Roofing Tear-off Dumpster Sizing by Squares
How big a container do you actually need for a roof tear-off in Chattanooga? The math is simple: for asphalt shingles, count two-thirds of a cubic yard per square; a 20-yard low-wall roll-off handles most jobs. This specific tonnage fits Hamilton residential projects perfectly; we set the box, you fill it, and we haul it away.

15-Yard Roofing Dumpster
- Capacity: 15 cubic yards
- Fits: 15–20 squares of asphalt shingle
- Best for: Single-layer ranch and bungalow tear-offs
Our 10-yard can fits a tight driveway, handling heavy shingle weight within legal tonnage on a single haul.

20-Yard Roofing Dumpster
- Capacity: 20 cubic yards
- Fits: 25–30 squares of asphalt shingle
- Best for: Most two-story residential tear-offs
The 20-Yard Container is our roofing workhorse, featuring low side walls so crews can ground-throw shingles with ease.

30-Yard Roofing Dumpster
- Capacity: 30 cubic yards
- Fits: 35–45 squares of asphalt shingle
- Best for: Multi-layer tear-offs and small commercial roofs
A 30-yard bin handles larger tear-offs to avoid a second haul-out that slows crew demobilization.
Asphalt Shingle Weight and Tonnage Planning
Most shingles carry measurable tonnage before underlayment hits the scale; three-tab averages 250 pounds per square, architectural laminate runs closer to 400. A 25-square tear-off lands three to five tons, so how does that route through a 10-yard dumpster without busting the hooklift truck’s weight limit? Roofing cans cap at lower side walls to keep payload inside a single pickup.
If you mix shingle debris with framing or sheathing offcuts, we route the container to a general c&d debris service—keeping your project on track. Pure asphalt tear-offs stay on the standard roofing line, which helps you manage costs efficiently.

Driveway Placement for Roofing Crew Workflow
We angle the roll-off so the swing-door faces the eave your crew is starting on in Chattanooga. Placing the can here allows for direct ground-throwing of shingles; we always stage wooden planks under the rollers before the container touches the concrete to prevent driveway scars. A six-foot tarp perimeter simplifies the post-job nail sweep. Check our roof tear-off container sizing or read this asphalt shingle disposal best practices guide for disposal tips.
Drop angle
Rear door toward the roof line
Set the swing-door end facing your eave so that walk-in loading and ground-throw work along the exact same clear path.
Surface protection
Wooden planks under every roller
Loaded shingle weight can gouge concrete; driveway boards stay under the rear rollers for the full rental window.
Sweep zone
Six-foot tarp perimeter
Stage magnetic sweepers on the tarp side so nail cleanup can run in parallel with loading your debris.

Tile, Slate, and Metal Roof Tear-off Containers
Concrete tile, natural slate, and standing-seam metal are heavy; they punish a standard bin that was not built for the load. We route a reinforced 30-yard container for these jobs: the unit features a heavier floor plate and ribbed sides. We cap the fill volume well below the visual rim to keep axle weight legal on the lowboy. We also handle standard general construction debris service for mixed loads from your site.

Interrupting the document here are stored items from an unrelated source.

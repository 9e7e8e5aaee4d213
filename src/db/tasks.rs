use chrono::Utc;
use rusqlite::{OptionalExtension, Row, Transaction};
use uuid::Uuid;

use super::{columns::find_column, parse_datetime, parse_uuid, require_name, Database};
use crate::error::{BoardError, Result};
use crate::models::*;
use crate::ordering::{self, PositionSpace};

const MAX_TASK_TITLE: usize = 200;
const MAX_TASK_DESCRIPTION: usize = 2000;

const TASK_COLUMNS: &str = "t.id, t.column_id, t.title, t.description, t.status, t.position,
     t.assignee, t.due_date, t.created_at, t.updated_at";

/// Tasks ordered within their column.
pub struct TaskSpace;

impl PositionSpace for TaskSpace {
    const KIND: &'static str = "task";
    const TABLE: &'static str = "tasks";
    const SCOPE_COLUMN: &'static str = "column_id";
}

impl Database {
    // ============================================================
    // Task operations
    // ============================================================

    pub fn get_task(&self, id: Uuid) -> Result<Option<Task>> {
        self.read(|tx| find_task(tx, id))
    }

    /// Tasks of a column in position order.
    pub fn get_column_tasks(&self, column_id: Uuid) -> Result<Vec<Task>> {
        self.read(|tx| list_tasks(tx, column_id))
    }

    /// Add a task at `input.position`, shifting later tasks down.
    pub fn create_task(&self, column_id: Uuid, input: CreateTaskInput) -> Result<Task> {
        require_name("task title", &input.title, MAX_TASK_TITLE)?;
        check_description(input.description.as_deref())?;

        self.write(|tx| {
            find_column(tx, column_id)?.ok_or_else(|| BoardError::not_found("column", column_id))?;

            let position = ordering::open_gap::<TaskSpace>(tx, column_id, input.position)?;
            let now = Utc::now();
            let task = Task {
                id: Uuid::new_v4(),
                column_id,
                title: input.title.trim().to_string(),
                description: input.description.clone(),
                status: input.status.unwrap_or_default(),
                position,
                assignee: input.assignee.clone(),
                due_date: input.due_date,
                created_at: now,
                updated_at: now,
            };

            tx.execute(
                "INSERT INTO tasks (id, column_id, title, description, status, position, assignee, due_date, created_at, updated_at)
                 VALUES (?, ?, ?, ?, ?, ?, ?, ?, ?, ?)",
                (
                    task.id.to_string(),
                    task.column_id.to_string(),
                    &task.title,
                    &task.description,
                    task.status.as_str(),
                    task.position,
                    &task.assignee,
                    task.due_date.map(|d| d.to_rfc3339()),
                    now.to_rfc3339(),
                    now.to_rfc3339(),
                ),
            )?;

            tracing::debug!(task = %task.id, column = %column_id, position, "Created task");
            Ok(task)
        })
    }

    /// Update task attributes. A `position` reorders the task within its
    /// current column.
    pub fn update_task(&self, id: Uuid, input: UpdateTaskInput) -> Result<Task> {
        if let Some(title) = &input.title {
            require_name("task title", title, MAX_TASK_TITLE)?;
        }
        check_description(input.description.as_ref().and_then(|d| d.as_deref()))?;

        self.write(|tx| {
            let existing = find_task(tx, id)?.ok_or_else(|| BoardError::not_found("task", id))?;

            if let Some(position) = input.position {
                ordering::reposition::<TaskSpace>(tx, existing.column_id, id, position)?;
            }

            let title = input
                .title
                .as_deref()
                .map(|t| t.trim().to_string())
                .unwrap_or(existing.title);
            let description = input.description.clone().unwrap_or(existing.description);
            let status = input.status.unwrap_or(existing.status);
            let assignee = input.assignee.clone().unwrap_or(existing.assignee);
            let due_date = input.due_date.unwrap_or(existing.due_date);

            tx.execute(
                "UPDATE tasks SET title = ?, description = ?, status = ?, assignee = ?, due_date = ?, updated_at = ?
                 WHERE id = ?",
                (
                    &title,
                    &description,
                    status.as_str(),
                    &assignee,
                    due_date.map(|d| d.to_rfc3339()),
                    Utc::now().to_rfc3339(),
                    id.to_string(),
                ),
            )?;

            find_task(tx, id)?.ok_or_else(|| BoardError::not_found("task", id))
        })
    }

    /// Drag-and-drop a task to a slot in any column of the same project.
    pub fn move_task(&self, id: Uuid, input: MoveTaskInput) -> Result<Task> {
        self.write(|tx| {
            let task = find_task(tx, id)?.ok_or_else(|| BoardError::not_found("task", id))?;
            let target = find_column(tx, input.column_id)?
                .ok_or_else(|| BoardError::not_found("column", input.column_id))?;

            if task.column_id == target.id {
                ordering::reposition::<TaskSpace>(tx, task.column_id, id, input.position)?;
            } else {
                let source = find_column(tx, task.column_id)?
                    .ok_or_else(|| BoardError::not_found("column", task.column_id))?;
                if source.project_id != target.project_id {
                    return Err(BoardError::invalid(
                        "Cannot move task to column in different project",
                    ));
                }
                ordering::relocate::<TaskSpace>(tx, id, target.id, input.position)?;
            }

            tx.execute(
                "UPDATE tasks SET updated_at = ? WHERE id = ?",
                (Utc::now().to_rfc3339(), id.to_string()),
            )?;

            let moved = find_task(tx, id)?.ok_or_else(|| BoardError::not_found("task", id))?;
            tracing::debug!(
                task = %id,
                from = %task.column_id,
                to = %moved.column_id,
                position = moved.position,
                "Moved task"
            );
            Ok(moved)
        })
    }

    /// Returns `false` if the task does not exist.
    pub fn delete_task(&self, id: Uuid) -> Result<bool> {
        self.write(|tx| {
            let Some(task) = find_task(tx, id)? else {
                return Ok(false);
            };
            ordering::remove::<TaskSpace>(tx, task.column_id, id)?;
            Ok(true)
        })
    }

    /// Set the order of every task in a column at once.
    pub fn reorder_tasks(&self, column_id: Uuid, order: &[Uuid]) -> Result<()> {
        self.write(|tx| {
            find_column(tx, column_id)?.ok_or_else(|| BoardError::not_found("column", column_id))?;
            ordering::bulk_reorder::<TaskSpace>(tx, column_id, order)
        })
    }

    /// Case-insensitive substring search over titles and descriptions of a
    /// project's tasks, in board order.
    ///
    /// Case folding is Unicode-aware, so the matching happens here rather
    /// than in SQLite's `LIKE`, which only folds ASCII.
    pub fn search_tasks(&self, project_id: Uuid, query: &str) -> Result<Vec<Task>> {
        let needle = query.trim().to_lowercase();

        self.read(|tx| {
            let mut stmt = tx.prepare(&format!(
                "SELECT {TASK_COLUMNS}
                 FROM tasks t JOIN columns c ON t.column_id = c.id
                 WHERE c.project_id = ?
                 ORDER BY c.position, t.position"
            ))?;
            let tasks = stmt
                .query_map([project_id.to_string()], task_from_row)?
                .filter(|task| match task {
                    Ok(task) => matches_query(task, &needle),
                    Err(_) => true,
                })
                .collect::<std::result::Result<Vec<_>, _>>()?;
            Ok(tasks)
        })
    }

    /// Tasks assigned to `assignee` across every project, newest first,
    /// optionally narrowed to one status.
    pub fn get_assignee_tasks(
        &self,
        assignee: &str,
        status: Option<TaskStatus>,
    ) -> Result<Vec<Task>> {
        self.read(|tx| {
            let mut stmt = tx.prepare(&format!(
                "SELECT {TASK_COLUMNS} FROM tasks t
                 WHERE t.assignee = ?1 AND (?2 IS NULL OR t.status = ?2)
                 ORDER BY t.created_at DESC, t.id"
            ))?;
            let tasks = stmt
                .query_map((assignee, status.map(|s| s.as_str())), task_from_row)?
                .collect::<std::result::Result<Vec<_>, _>>()?;
            Ok(tasks)
        })
    }
}

pub(super) fn find_task(tx: &Transaction<'_>, id: Uuid) -> Result<Option<Task>> {
    let task = tx
        .query_row(
            &format!("SELECT {TASK_COLUMNS} FROM tasks t WHERE t.id = ?"),
            [id.to_string()],
            task_from_row,
        )
        .optional()?;
    Ok(task)
}

pub(super) fn list_tasks(tx: &Transaction<'_>, column_id: Uuid) -> Result<Vec<Task>> {
    let mut stmt = tx.prepare_cached(&format!(
        "SELECT {TASK_COLUMNS} FROM tasks t WHERE t.column_id = ? ORDER BY t.position"
    ))?;
    let tasks = stmt
        .query_map([column_id.to_string()], task_from_row)?
        .collect::<std::result::Result<Vec<_>, _>>()?;
    Ok(tasks)
}

fn task_from_row(row: &Row<'_>) -> rusqlite::Result<Task> {
    Ok(Task {
        id: parse_uuid(row, 0)?,
        column_id: parse_uuid(row, 1)?,
        title: row.get(2)?,
        description: row.get(3)?,
        status: TaskStatus::from_str(&row.get::<_, String>(4)?).unwrap_or_default(),
        position: row.get(5)?,
        assignee: row.get(6)?,
        due_date: row.get::<_, Option<String>>(7)?.map(parse_datetime),
        created_at: parse_datetime(row.get::<_, String>(8)?),
        updated_at: parse_datetime(row.get::<_, String>(9)?),
    })
}

fn check_description(description: Option<&str>) -> Result<()> {
    match description {
        Some(d) if d.chars().count() > MAX_TASK_DESCRIPTION => Err(BoardError::invalid(format!(
            "task description must be at most {MAX_TASK_DESCRIPTION} characters"
        ))),
        _ => Ok(()),
    }
}

/// `needle` must already be lowercased.
fn matches_query(task: &Task, needle: &str) -> bool {
    task.title.to_lowercase().contains(needle)
        || task
            .description
            .as_deref()
            .is_some_and(|d| d.to_lowercase().contains(needle))
}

Same-day Pickup for Fast Roof Project Turnover
Tear-offs run tight; we route the swap-out so the roll-off pulls clear the minute the crew demobilizes. Dispatch coordinates same-day haul-out around their schedule, freeing the driveway for inspection or gutter reinstall before the homeowner even sees the empty spot. Chattanooga crews keep Hamilton covered.